▶ [Data for this exercise]:
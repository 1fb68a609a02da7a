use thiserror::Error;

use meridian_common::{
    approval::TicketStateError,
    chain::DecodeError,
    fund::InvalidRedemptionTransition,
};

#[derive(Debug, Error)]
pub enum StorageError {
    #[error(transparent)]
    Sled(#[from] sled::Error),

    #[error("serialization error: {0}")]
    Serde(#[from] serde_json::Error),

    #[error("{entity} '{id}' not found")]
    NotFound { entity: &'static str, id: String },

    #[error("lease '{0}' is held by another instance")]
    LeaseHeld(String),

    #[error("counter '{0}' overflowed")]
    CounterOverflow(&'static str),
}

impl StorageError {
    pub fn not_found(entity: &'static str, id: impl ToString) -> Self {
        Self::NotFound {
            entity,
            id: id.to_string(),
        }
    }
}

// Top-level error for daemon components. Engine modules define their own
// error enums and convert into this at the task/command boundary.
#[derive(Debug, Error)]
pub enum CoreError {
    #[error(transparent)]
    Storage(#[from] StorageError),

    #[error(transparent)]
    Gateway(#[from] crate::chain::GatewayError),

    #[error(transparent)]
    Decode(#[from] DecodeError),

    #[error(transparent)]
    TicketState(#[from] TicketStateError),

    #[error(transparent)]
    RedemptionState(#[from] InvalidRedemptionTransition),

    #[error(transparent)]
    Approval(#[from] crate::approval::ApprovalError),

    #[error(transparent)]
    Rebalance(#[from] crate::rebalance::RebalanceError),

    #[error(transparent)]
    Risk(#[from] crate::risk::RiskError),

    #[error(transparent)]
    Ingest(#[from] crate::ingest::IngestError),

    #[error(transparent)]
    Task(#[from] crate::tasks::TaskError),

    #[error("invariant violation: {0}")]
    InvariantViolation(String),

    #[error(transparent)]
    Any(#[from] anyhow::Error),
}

...

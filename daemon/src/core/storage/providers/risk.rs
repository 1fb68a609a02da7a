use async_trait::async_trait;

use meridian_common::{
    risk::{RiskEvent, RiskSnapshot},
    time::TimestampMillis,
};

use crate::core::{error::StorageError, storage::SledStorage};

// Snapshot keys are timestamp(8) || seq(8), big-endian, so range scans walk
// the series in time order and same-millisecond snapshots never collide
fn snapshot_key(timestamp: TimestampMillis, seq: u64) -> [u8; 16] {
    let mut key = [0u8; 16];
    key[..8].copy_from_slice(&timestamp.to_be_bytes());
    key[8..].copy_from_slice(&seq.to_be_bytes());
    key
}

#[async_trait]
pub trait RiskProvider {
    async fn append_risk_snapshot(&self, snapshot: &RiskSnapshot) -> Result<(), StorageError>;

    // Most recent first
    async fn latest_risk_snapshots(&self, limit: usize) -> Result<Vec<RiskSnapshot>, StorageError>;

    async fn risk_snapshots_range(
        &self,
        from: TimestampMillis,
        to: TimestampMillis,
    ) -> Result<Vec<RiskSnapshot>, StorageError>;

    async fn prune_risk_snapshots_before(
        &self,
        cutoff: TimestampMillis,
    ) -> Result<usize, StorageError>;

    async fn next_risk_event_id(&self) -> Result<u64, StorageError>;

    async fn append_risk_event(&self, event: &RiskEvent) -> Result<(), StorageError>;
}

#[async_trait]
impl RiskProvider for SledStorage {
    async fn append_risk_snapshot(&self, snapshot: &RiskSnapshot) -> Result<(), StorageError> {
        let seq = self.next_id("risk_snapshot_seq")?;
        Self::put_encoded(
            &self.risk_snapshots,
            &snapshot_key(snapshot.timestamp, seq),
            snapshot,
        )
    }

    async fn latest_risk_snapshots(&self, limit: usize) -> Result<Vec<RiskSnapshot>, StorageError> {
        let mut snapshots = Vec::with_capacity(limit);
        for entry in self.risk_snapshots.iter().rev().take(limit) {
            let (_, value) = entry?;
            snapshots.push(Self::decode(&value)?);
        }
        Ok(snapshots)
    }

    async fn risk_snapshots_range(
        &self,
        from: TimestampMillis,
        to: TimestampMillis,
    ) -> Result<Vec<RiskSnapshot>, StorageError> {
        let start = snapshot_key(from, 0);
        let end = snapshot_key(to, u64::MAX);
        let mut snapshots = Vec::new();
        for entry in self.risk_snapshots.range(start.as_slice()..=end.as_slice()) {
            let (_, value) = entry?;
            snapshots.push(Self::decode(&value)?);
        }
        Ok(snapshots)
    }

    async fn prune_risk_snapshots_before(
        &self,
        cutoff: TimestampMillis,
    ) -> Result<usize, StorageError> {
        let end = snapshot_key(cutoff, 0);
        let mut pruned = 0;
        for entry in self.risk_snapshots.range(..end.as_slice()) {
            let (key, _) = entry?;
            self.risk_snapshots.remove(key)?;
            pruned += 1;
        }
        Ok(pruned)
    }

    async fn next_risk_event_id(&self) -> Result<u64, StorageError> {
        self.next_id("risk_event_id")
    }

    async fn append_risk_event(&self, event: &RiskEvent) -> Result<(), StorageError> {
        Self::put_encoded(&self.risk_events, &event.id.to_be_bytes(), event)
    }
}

▶ [Directions]:
Filter the preceding entries down to the lines with "RiskSnapshot".

▶ [Answer space]:
    risk::{RiskEvent, RiskSnapshot},
    async fn append_risk_snapshot(&self, snapshot: &RiskSnapshot) -> Result<(), StorageError>;
    async fn latest_risk_snapshots(&self, limit: usize) -> Result<Vec<RiskSnapshot>, StorageError>;
    ) -> Result<Vec<RiskSnapshot>, StorageError>;
    async fn append_risk_snapshot(&self, snapshot: &RiskSnapshot) -> Result<(), StorageError> {
    async fn latest_risk_snapshots(&self, limit: usize) -> Result<Vec<RiskSnapshot>, StorageError> {
    ) -> Result<Vec<RiskSnapshot>, StorageError> {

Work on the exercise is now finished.